Хотя всё-таки он чаще всего думает об архитектуре, о твердынях парижской Notre-Dame и Айя-Софии, и это — жадный взгляд ученика на творение мастера, ученика, смеющего воскликнуть: «Из тяжести недоброй и я когда-нибудь прекрасное создам».

Но у человека есть свойство всё приводить к единству; по большей части он приходит этим путём к Богу. О. Мандельштам пришёл к кумиру — его, полюбившего реальность, но не забывшего своего трепета перед вечностью, пленила идея Вечного Города, цезарскиий и папский Рим. Туда несёт он усталые от вечных блужданий мечты и оттуда слышит архангельский хор, провозглашающий Славу в Вышних Богу и на земле мир и в человецех благоволение:

…И голубь не боится грома,
Которым церковь говорит;
В апостольском созвучьи: Roma!
Он только сердце веселит.

Я повторяю это имя
Под вечным куполом небес,
Хоть говоривший мне о Риме
В священном сумраке исчез!

Однако, и Рим — только этап в творчестве Мандельштама, только первый пришедший в голову символ мощи и величественности творческого духа. Поэт уже находит менее общие, более действенные образы для выражения того же чувства:

…Театр Расина! Мощная завеса
Нас отделяет от другого мира;
Глубокими морщинами волнуя,
Меж ним и нами занавес лежит:
Спадают с плеч классические шали,
Расплавленный страданьем, крепнет голос,
И достигает скорбного закала
Негодованьем раскалённый слог…

Я опоздал на празднество Расина!
.........

Всё это касается проблем художественного восприятия. Проблемы художественного творчества намечаются в глубоких и прекрасных стихотворениях: «Отравлен хлеб и воздух выпит» и «Я не слыхал рассказов Оссиана», не считая более раннего «Отчего душа так певуча».

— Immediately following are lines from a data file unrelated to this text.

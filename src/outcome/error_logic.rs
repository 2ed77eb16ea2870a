//! The tri-state engine of outcomes that carry a typed error.
//!
//! [`ErrorLogic<E>`] follows the same success/warning/failure rules as
//! [`ResultLogic`], and additionally requires a concrete error object for
//! every failure. The error is only reachable in the failure state.

use std::cmp::Ordering;
use std::fmt;

use crate::comparer::{DefaultEquality, EqualityComparer};
use crate::error::{ContractError, Fallible};

use super::logic::{Diagnostic, ResultLogic, Status};
use super::Exception;

#[derive(Debug, Clone, PartialEq, Eq)]
enum ErrorLogicState<E> {
    Success,
    Warning(Diagnostic),
    Failure(Diagnostic, E),
}

/// The success/warning/failure state of an outcome with a typed error `E`.
///
/// # Examples
///
/// ```rust
/// use railway::ErrorLogic;
///
/// let failure = ErrorLogic::fail("not found", 404, None).unwrap();
/// assert_eq!(failure.error(), Ok(&404));
///
/// let warning: ErrorLogic<i32> = ErrorLogic::warn("slow", None).unwrap();
/// assert!(warning.error().unwrap_err().is_invalid_operation());
/// ```
#[derive(Debug, Clone, PartialEq, Eq)]
pub struct ErrorLogic<E> {
    state: ErrorLogicState<E>,
}

impl<E> ErrorLogic<E> {
    /// Creates a success.
    #[inline]
    pub const fn ok() -> Self {
        Self {
            state: ErrorLogicState::Success,
        }
    }

    /// Creates a warning.
    ///
    /// # Errors
    ///
    /// Returns [`ContractError::ArgumentNull`] if `message` is empty.
    pub fn warn(message: impl Into<String>, exception: Option<Exception>) -> Fallible<Self> {
        Diagnostic::new(message, exception).map(Self::warning)
    }

    /// Creates a failure carrying `error`.
    ///
    /// # Errors
    ///
    /// Returns [`ContractError::ArgumentNull`] if `message` is empty.
    pub fn fail(
        message: impl Into<String>,
        error: E,
        exception: Option<Exception>,
    ) -> Fallible<Self> {
        Diagnostic::new(message, exception).map(|diagnostic| Self::failure(diagnostic, error))
    }

    /// Creates a failure from a nullable error, which must be present.
    ///
    /// # Errors
    ///
    /// Returns [`ContractError::ArgumentNull`] if `message` is empty or
    /// `error` is `None`.
    pub fn try_fail(
        message: impl Into<String>,
        error: Option<E>,
        exception: Option<Exception>,
    ) -> Fallible<Self> {
        let diagnostic = Diagnostic::new(message, exception)?;
        let error = error.ok_or_else(|| ContractError::argument_null("error"))?;
        Ok(Self::failure(diagnostic, error))
    }

    /// Creates a warning from an already validated diagnostic.
    #[inline]
    pub const fn warning(diagnostic: Diagnostic) -> Self {
        Self {
            state: ErrorLogicState::Warning(diagnostic),
        }
    }

    /// Creates a failure from an already validated diagnostic.
    #[inline]
    pub const fn failure(diagnostic: Diagnostic, error: E) -> Self {
        Self {
            state: ErrorLogicState::Failure(diagnostic, error),
        }
    }

    /// Lifts a plain logic, attaching the error produced by `error` to a
    /// failure. `error` runs only for a failure.
    pub fn from_logic<F>(logic: ResultLogic, error: F) -> Self
    where
        F: FnOnce() -> E,
    {
        let status = logic.status();
        match logic.into_diagnostic() {
            None => Self::ok(),
            Some(diagnostic) if status == Status::Warning => Self::warning(diagnostic),
            Some(diagnostic) => Self::failure(diagnostic, error()),
        }
    }

    /// Returns the state.
    #[inline]
    pub const fn status(&self) -> Status {
        match self.state {
            ErrorLogicState::Success => Status::Success,
            ErrorLogicState::Warning(_) => Status::Warning,
            ErrorLogicState::Failure(..) => Status::Failure,
        }
    }

    /// Returns `true` for success and warning.
    #[inline]
    pub const fn is_success(&self) -> bool {
        !self.is_failure()
    }

    /// Returns `true` for a warning.
    #[inline]
    pub const fn is_warning(&self) -> bool {
        matches!(self.state, ErrorLogicState::Warning(_))
    }

    /// Returns `true` for a failure.
    #[inline]
    pub const fn is_failure(&self) -> bool {
        matches!(self.state, ErrorLogicState::Failure(..))
    }

    /// Returns `true` for a warning or a failure.
    #[inline]
    pub const fn is_convertible_to_failure(&self) -> bool {
        !matches!(self.state, ErrorLogicState::Success)
    }

    /// Returns the diagnostic of a warning or failure.
    #[inline]
    pub const fn diagnostic(&self) -> Option<&Diagnostic> {
        match &self.state {
            ErrorLogicState::Success => None,
            ErrorLogicState::Warning(diagnostic) | ErrorLogicState::Failure(diagnostic, _) => {
                Some(diagnostic)
            }
        }
    }

    /// Returns the message of a warning or failure.
    pub fn message(&self) -> Option<&str> {
        self.diagnostic().map(Diagnostic::message)
    }

    /// Returns the exception of a warning or failure, if one was attached.
    pub fn exception(&self) -> Option<&Exception> {
        self.diagnostic().and_then(Diagnostic::exception)
    }

    /// Returns the error of a failure.
    ///
    /// # Errors
    ///
    /// Returns [`ContractError::InvalidOperation`] for a success or a warning.
    pub fn error(&self) -> Fallible<&E> {
        self.failure_details()
            .map(|(_, error)| error)
            .ok_or_else(|| not_failure("ErrorLogic::error", self.status()))
    }

    /// Consumes the logic and returns the error of a failure.
    ///
    /// # Errors
    ///
    /// Returns [`ContractError::InvalidOperation`] for a success or a warning.
    pub fn into_error(self) -> Fallible<E> {
        let status = self.status();
        self.into_failure_details()
            .map(|(_, error)| error)
            .ok_or_else(|| not_failure("ErrorLogic::into_error", status))
    }

    /// Returns the diagnostic and error of a failure.
    pub const fn failure_details(&self) -> Option<(&Diagnostic, &E)> {
        match &self.state {
            ErrorLogicState::Failure(diagnostic, error) => Some((diagnostic, error)),
            _ => None,
        }
    }

    /// Consumes the logic and returns the diagnostic and error of a failure.
    pub fn into_failure_details(self) -> Option<(Diagnostic, E)> {
        match self.state {
            ErrorLogicState::Failure(diagnostic, error) => Some((diagnostic, error)),
            _ => None,
        }
    }

    /// Drops the typed error, keeping state, message and exception.
    pub fn to_plain(&self) -> ResultLogic {
        match &self.state {
            ErrorLogicState::Success => ResultLogic::ok(),
            ErrorLogicState::Warning(diagnostic) => ResultLogic::warning(diagnostic.clone()),
            ErrorLogicState::Failure(diagnostic, _) => ResultLogic::failure(diagnostic.clone()),
        }
    }

    /// Consuming form of [`ErrorLogic::to_plain`].
    pub fn into_plain(self) -> ResultLogic {
        match self.state {
            ErrorLogicState::Success => ResultLogic::ok(),
            ErrorLogicState::Warning(diagnostic) => ResultLogic::warning(diagnostic),
            ErrorLogicState::Failure(diagnostic, _) => ResultLogic::failure(diagnostic),
        }
    }

    /// Splits a warning or failure into its diagnostic and, for a failure,
    /// its error.
    ///
    /// # Errors
    ///
    /// Returns [`ContractError::InvalidOperation`] on a success.
    pub fn into_failure_parts(self, operation: &'static str) -> Fallible<(Diagnostic, Option<E>)> {
        match self.state {
            ErrorLogicState::Success => Err(ContractError::invalid_operation(
                operation,
                "a successful result cannot be converted to a failure",
            )),
            ErrorLogicState::Warning(diagnostic) => Ok((diagnostic, None)),
            ErrorLogicState::Failure(diagnostic, error) => Ok((diagnostic, Some(error))),
        }
    }

    /// Demotes a warning or failure to a failure. A warning has no error of
    /// its own, so the failure factory rejects it.
    ///
    /// # Errors
    ///
    /// Returns [`ContractError::InvalidOperation`] on a success and
    /// [`ContractError::ArgumentNull`] on a warning.
    pub fn into_failure(self, operation: &'static str) -> Fallible<Self> {
        let (diagnostic, error) = self.into_failure_parts(operation)?;
        let error = error.ok_or_else(|| ContractError::argument_null("error"))?;
        Ok(Self::failure(diagnostic, error))
    }

    /// Combines this logic with the logic of the step chained after it.
    ///
    /// A warning survives a successful next step; any warning or failure of
    /// the next step wins.
    pub(crate) fn followed_by(self, next: Self) -> Self {
        match (self.state, next.state) {
            (ErrorLogicState::Warning(diagnostic), ErrorLogicState::Success) => {
                Self::warning(diagnostic)
            }
            (_, state) => Self { state },
        }
    }

    /// Transforms the error of a failure. `function` runs only for a failure.
    pub fn map_error<F, G>(self, function: G) -> ErrorLogic<F>
    where
        G: FnOnce(E) -> F,
    {
        let state = match self.state {
            ErrorLogicState::Success => ErrorLogicState::Success,
            ErrorLogicState::Warning(diagnostic) => ErrorLogicState::Warning(diagnostic),
            ErrorLogicState::Failure(diagnostic, error) => {
                ErrorLogicState::Failure(diagnostic, function(error))
            }
        };
        ErrorLogic { state }
    }

    /// Compares two logics with a custom error equality.
    ///
    /// State, message, exception identity and error must all match.
    pub fn eq_with<C>(&self, other: &Self, comparer: &C) -> bool
    where
        C: EqualityComparer<E> + ?Sized,
    {
        match (&self.state, &other.state) {
            (ErrorLogicState::Success, ErrorLogicState::Success) => true,
            (ErrorLogicState::Warning(left), ErrorLogicState::Warning(right)) => left == right,
            (
                ErrorLogicState::Failure(left, left_error),
                ErrorLogicState::Failure(right, right_error),
            ) => left == right && comparer.equals(left_error, right_error),
            _ => false,
        }
    }

    /// Orders by state only: failure < warning < success.
    #[inline]
    pub fn compare_to(&self, other: &Self) -> Ordering {
        self.status().cmp(&other.status())
    }
}

impl<E: PartialEq> ErrorLogic<E> {
    /// Returns `true` if both logics are equal under `PartialEq` for `E`.
    pub fn eq_default(&self, other: &Self) -> bool {
        self.eq_with(other, &DefaultEquality)
    }
}

impl<E> Default for ErrorLogic<E> {
    fn default() -> Self {
        Self::ok()
    }
}

impl<E> fmt::Display for ErrorLogic<E> {
    fn fmt(&self, formatter: &mut fmt::Formatter<'_>) -> fmt::Result {
        match &self.state {
            ErrorLogicState::Success => formatter.write_str("Success"),
            ErrorLogicState::Warning(diagnostic) => write!(formatter, "Warning({diagnostic})"),
            ErrorLogicState::Failure(diagnostic, _) => write!(formatter, "Failure({diagnostic})"),
        }
    }
}

pub(crate) fn not_failure(operation: &'static str, status: Status) -> ContractError {
    ContractError::invalid_operation(operation, format!("the result is a {status}, not a failure"))
}
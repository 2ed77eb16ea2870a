//! The `Unit` type - a value carrying no information.
//!
//! [`Unit`] stands in for "no meaningful return value" wherever a wrapper
//! needs a payload type, e.g. `OutcomeOf<Unit>`.

use std::fmt;

/// The single value of a type with no information.
///
/// All `Unit` values are equal and order equally.
///
/// # Examples
///
/// ```rust
/// use railway::Unit;
///
/// assert_eq!(Unit, Unit::default());
/// assert_eq!(format!("{}", Unit), "()");
/// ```
#[derive(Debug, Clone, Copy, Default, PartialEq, Eq, PartialOrd, Ord, Hash)]
#[cfg_attr(feature = "serde", derive(serde::Serialize, serde::Deserialize))]
pub struct Unit;

impl Unit {
    /// The unit value.
    pub const VALUE: Self = Self;
}

impl fmt::Display for Unit {
    fn fmt(&self, formatter: &mut fmt::Formatter<'_>) -> fmt::Result {
        formatter.write_str("()")
    }
}

impl From<()> for Unit {
    fn from((): ()) -> Self {
        Self
    }
}

impl From<Unit> for () {
    fn from(_: Unit) -> Self {}
}
//! Conversions out of `Optional<T>`.

use crate::either::Either;
use crate::error::{Fallible, require_argument};
use crate::option::Optional;
use crate::outcome::{
    CustomOutcome, CustomOutcomeOf, Diagnostic, ErrorLogic, Outcome, OutcomeOf, ResultLogic,
};

use super::{NO_VALUE_MESSAGE, missing_value_message};

impl<T> Optional<T> {
    /// Keeps only presence: `Some` becomes a success, `None` a failure with
    /// [`NO_VALUE_MESSAGE`](super::NO_VALUE_MESSAGE).
    pub fn to_outcome(&self) -> Outcome {
        if self.has_value() {
            Outcome::ok()
        } else {
            Outcome::from_logic(ResultLogic::failure(Diagnostic::internal(NO_VALUE_MESSAGE)))
        }
    }

    /// `Some(value)` becomes `ok(value)`; `None` becomes a failure whose
    /// message names `T`.
    ///
    /// # Examples
    ///
    /// ```rust
    /// use railway::Optional;
    ///
    /// let empty: Optional<u32> = Optional::none();
    /// let outcome = empty.to_outcome_of();
    /// assert!(outcome.is_failure());
    /// assert!(outcome.message().unwrap().contains("u32"));
    /// ```
    pub fn to_outcome_of(self) -> OutcomeOf<T> {
        match self {
            Self::Some(value) => OutcomeOf::ok(value),
            Self::None => OutcomeOf::from_parts(
                ResultLogic::failure(Diagnostic::internal(missing_value_message::<T>())),
                None,
            ),
        }
    }

    /// Like [`Optional::to_outcome_of`], with a supplied failure message.
    ///
    /// # Errors
    ///
    /// Returns [`ContractError::ArgumentNull`](crate::ContractError::ArgumentNull)
    /// if `message` is empty, whatever the state.
    pub fn to_outcome_of_or(self, message: impl Into<String>) -> Fallible<OutcomeOf<T>> {
        let diagnostic = Diagnostic::new(message, None)?;
        Ok(match self {
            Self::Some(value) => OutcomeOf::ok(value),
            Self::None => OutcomeOf::from_parts(ResultLogic::failure(diagnostic), None),
        })
    }

    /// Keeps only presence; `None` becomes a failure carrying `error`.
    pub fn to_custom_outcome<E>(&self, error: E) -> CustomOutcome<E> {
        self.to_custom_outcome_with(|| error)
    }

    /// Keeps only presence; `None` becomes a failure carrying the error
    /// produced by `error`, which runs only in that case.
    pub fn to_custom_outcome_with<E, F>(&self, error: F) -> CustomOutcome<E>
    where
        F: FnOnce() -> E,
    {
        if self.has_value() {
            CustomOutcome::ok()
        } else {
            CustomOutcome::from_logic(missing(error()))
        }
    }

    /// `Some(value)` becomes `ok(value)`; `None` becomes a failure carrying
    /// `error`.
    pub fn to_custom_outcome_of<E>(self, error: E) -> CustomOutcomeOf<T, E> {
        self.to_custom_outcome_of_with(|| error)
    }

    /// Like [`Optional::to_custom_outcome_of`], with the error produced
    /// lazily for `None` only.
    pub fn to_custom_outcome_of_with<E, F>(self, error: F) -> CustomOutcomeOf<T, E>
    where
        F: FnOnce() -> E,
    {
        match self {
            Self::Some(value) => CustomOutcomeOf::ok(value),
            Self::None => CustomOutcomeOf::from_parts(missing(error()), None),
        }
    }

    /// Like [`Optional::to_custom_outcome_of`], with a nullable error.
    ///
    /// # Errors
    ///
    /// Returns [`ContractError::ArgumentNull`](crate::ContractError::ArgumentNull)
    /// if `error` is `None`, whatever the state.
    pub fn try_to_custom_outcome_of<E>(self, error: Option<E>) -> Fallible<CustomOutcomeOf<T, E>> {
        let error = require_argument("error", error)?;
        Ok(self.to_custom_outcome_of(error))
    }

    /// `Some(value)` becomes `Right(value)`; `None` becomes `Left(left)`.
    pub fn to_either<L>(self, left: L) -> Either<L, T> {
        self.to_either_with(|| left)
    }

    /// `Some(value)` becomes `Right(value)`; `None` becomes the `Left`
    /// produced by `left`, which runs only in that case.
    pub fn to_either_with<L, F>(self, left: F) -> Either<L, T>
    where
        F: FnOnce() -> L,
    {
        match self {
            Self::Some(value) => Either::Right(value),
            Self::None => Either::Left(left()),
        }
    }

    /// Like [`Optional::to_either`], with a nullable left value.
    ///
    /// # Errors
    ///
    /// Returns [`ContractError::ArgumentNull`](crate::ContractError::ArgumentNull)
    /// if `left` is `None`, whatever the state.
    pub fn try_to_either<L>(self, left: Option<L>) -> Fallible<Either<L, T>> {
        let left = require_argument("left", left)?;
        Ok(self.to_either(left))
    }
}

fn missing<E>(error: E) -> ErrorLogic<E> {
    ErrorLogic::failure(Diagnostic::internal(NO_VALUE_MESSAGE), error)
}

#[cfg(test)]
mod tests {
    use super::*;
    use rstest::rstest;
    use std::cell::Cell;

    #[rstest]
    fn test_to_outcome_discards_value() {
        assert_eq!(Optional::some(3).to_outcome(), Outcome::ok());
        let failure = Optional::<i32>::none().to_outcome();
        assert_eq!(failure.message(), Some(NO_VALUE_MESSAGE));
    }

    #[rstest]
    fn test_to_outcome_of_or_validates_message() {
        let error = Optional::some(1).to_outcome_of_or("").unwrap_err();
        assert!(error.is_argument_null());
        let failure = Optional::<i32>::none().to_outcome_of_or("missing id").unwrap();
        assert_eq!(failure.message(), Some("missing id"));
    }

    #[rstest]
    fn test_error_factory_runs_only_when_empty() {
        let calls = Cell::new(0);
        let factory = || {
            calls.set(calls.get() + 1);
            "E"
        };
        let present = Optional::some(1).to_custom_outcome_of_with(factory);
        assert_eq!(present.value(), Ok(&1));
        assert_eq!(calls.get(), 0);

        let absent = Optional::<i32>::none().to_custom_outcome_with(factory);
        assert_eq!(absent.error(), Ok(&"E"));
        assert_eq!(calls.get(), 1);
    }

    #[rstest]
    fn test_try_conversions_reject_null_arguments() {
        let optional = Optional::some(1);
        assert!(optional.try_to_either::<&str>(None).unwrap_err().is_argument_null());
        assert!(optional.try_to_custom_outcome_of::<&str>(None).unwrap_err().is_argument_null());
    }

    #[rstest]
    fn test_to_either() {
        assert_eq!(Optional::some(1).to_either("none"), Either::Right(1));
        assert_eq!(Optional::<i32>::none().to_either("none"), Either::Left("none"));
    }
}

Я наметил только некоторые линии в творчестве О. Мандельштама, но думаю, что и этого довольно, чтобы показать, с каким значительным и интересным поэтом мы имеем дело. В «Камне» есть погрешности, слабые и запутанные стихотворения, режущие ухо ошибки против языка, но об этом не хочется ни думать, ни говорить при чтении такой редкой по своей ценности книги.